When Should you Peak?
Why it Matters When You Achieve, not just What you Achieve.
When I was in my 30s, I became convinced that the best time to peak was in your mid-late fifties. Bryan Cranston, during the Breaking Bad era, was the inspiration. Up to that point, I knew Cranston as a character actor on sitcoms. He was Watley on Seinfeld, and the dad on Malcolm in the Middle. He was known and recognized, but not universally acclaimed to be one of the greats of his generation. Then came Breaking Bad, Oscar-nominated films, Emmys, Tonys, Screen Actor Guild awards, all in his mid to late 50s. Now he’s widely accepted to be a generational talent, and an all around great human being. ChatGPT was kind enough to graph Cranston’s career arc, making some guesses about the tail end because Cranston is not that old (sorry Bryan, I wouldn’t have drawn the downward slope!).
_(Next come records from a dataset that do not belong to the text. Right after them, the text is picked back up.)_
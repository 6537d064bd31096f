//! CPU and heap profiling endpoints served under [`PPROF_PREFIX`](router::PPROF_PREFIX).
//!
//! Use `apply_pprof_routes` when building the axum::Router of your service.

#[cfg(target_env = "msvc")]
pub use std::alloc::System as DefaultAllocator;
#[cfg(not(target_env = "msvc"))]
pub use tikv_jemallocator::Jemalloc as DefaultAllocator;

pub mod claim;
pub mod pprof;
pub mod router;

pub use claim::CpuProfilerClaim;
pub use router::{apply_pprof_routes, PPROF_PREFIX};

// Install jemalloc with heap sampling enabled in a binary crate. Without it the
// heap routes answer 403.
#[macro_export]
macro_rules! used_with_profiling {
    () => {
        #[global_allocator]
        static GLOBAL: $crate::DefaultAllocator = $crate::DefaultAllocator;

        #[allow(non_upper_case_globals)]
        #[export_name = "malloc_conf"]
        static malloc_conf: &[u8] = b"prof:true,prof_active:true,lg_prof_sample:19\0";
    };
}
At the time, I took Cranston’s career arc to be normative; it was something to strive for. The best time to peak was in your mid to late fifties. The other person I remember admiring a lot was Marc Maron, whose earlier career and life failures were a theme in the early days of WTF, a podcast which ended up driving his career renaissance in his mid to late 50s. Recently, Maron, now in his early 60s, announced the end of the show, capping a peak that came with many comedy specials, a few television series, film roles, books, and critical acclaim for his interviewing prowess.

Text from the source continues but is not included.